Burglars and thieves will have to wear GPS ankle tags in a bid to stop them reoffending, with North and North East Lincolnshire among the first areas to trial the scheme.
The pilot law, introduced by the Ministry of Justice, will see offenders automatically tagged once they are released from prison, in order to trace where they are.
It is hoped that police will be able to cross-reference the data supplied by the GPS with reports of new crimes, such as thefts and robberies.
Humberside Police are one of six police forces in England to introduce the tags, which will be placed on the ankle of offenders for up to 12 months after their prison release.
The move comes after a trial of sobriety tags last year, where over 2,000 offenders were given electronic ankle tags that trace alcohol consumption.
Trials found that 97% of the people who used the sobriety tags remained alcohol-free throughout its use, and police hope that the GPS tag will have a similar level of success.
Superintendent Jo Roe of Humberside Police said: “We are extremely pleased to be involved in the pilot in support of the UK government’s scheme, which begins on Monday 12 April, to reduce serious acquisitive and violent crime.
“Keeping our communities safe is our top priority and so we had no hesitation in volunteering to participate in the trial initiative.

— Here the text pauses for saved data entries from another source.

//! FIFO correlation of replies with the requests that caused them.
//!
//! The compositor answers requests strictly in send order, interleaving only
//! events. Each non-event reply therefore belongs to the oldest entry here.

use std::collections::VecDeque;

use crate::bridge::protocol::{Request, ViewId, ViewProperty};
use crate::error::{IpcError, Result};

/// An in-flight property query.
#[derive(Debug, Clone, Copy, PartialEq, Eq)]
pub struct PendingQuery {
    pub view: ViewId,
    pub property: ViewProperty,
}

/// What an outstanding request was for.
#[derive(Debug, Clone, Copy, PartialEq, Eq)]
pub enum PendingRequest {
    /// Event subscription; its reply carries nothing we keep.
    Watch,
    Property(PendingQuery),
}

impl PendingRequest {
    pub fn method(&self) -> &'static str {
        match self {
            Self::Watch => "window-rules/events/watch",
            Self::Property(_) => "window-rules/get-view-property",
        }
    }
}

impl From<&Request> for PendingRequest {
    fn from(request: &Request) -> Self {
        match *request {
            Request::Watch { .. } => Self::Watch,
            Request::GetViewProperty { id, property } => Self::Property(PendingQuery {
                view: id,
                property,
            }),
        }
    }
}

#[derive(Debug, Default)]
pub struct RequestQueue {
    pending: VecDeque<PendingRequest>,
}

impl RequestQueue {
    pub fn new() -> Self {
        Self::default()
    }

    pub fn push(&mut self, request: PendingRequest) {
        tracing::trace!(?request, depth = self.pending.len() + 1, "Request queued");
        self.pending.push_back(request);
    }

    /// Take the request the next reply answers.
    ///
    /// An empty queue means the peer replied to something never sent.
    pub fn pop(&mut self) -> Result<PendingRequest> {
        self.pending.pop_front().ok_or_else(|| {
            IpcError::Protocol("received a reply with no outstanding request".to_string())
        })
    }

    pub fn len(&self) -> usize {
        self.pending.len()
    }

    pub fn is_empty(&self) -> bool {
        self.pending.is_empty()
    }
}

“We recognise the recurring behaviour of some offenders who commit neighbourhood crime, including burglary, and this pilot scheme presents significant opportunities to work more closely with partner agencies such as the Probation Service to jointly improve our management of offenders through local Offender Management Programmes.
“A particularly useful benefit we see is the ability to cross-reference the GPS data obtained through the tags with reports of new thefts, robberies and burglaries.
“This information could be vital in placing offenders at a reported offence location, and will assist in the investigation of those crimes. Specifically it will help us to gather evidence and assist us in identifying and bringing offenders to justice quickly.
“Additionally, the rehabilitation of offenders is important. We hope this scheme will encourage those that have been repeat offenders to make different life choices away from crime, reduce the risk of people reoffending in our communities, and most importantly reduce the number of future victims of crime.”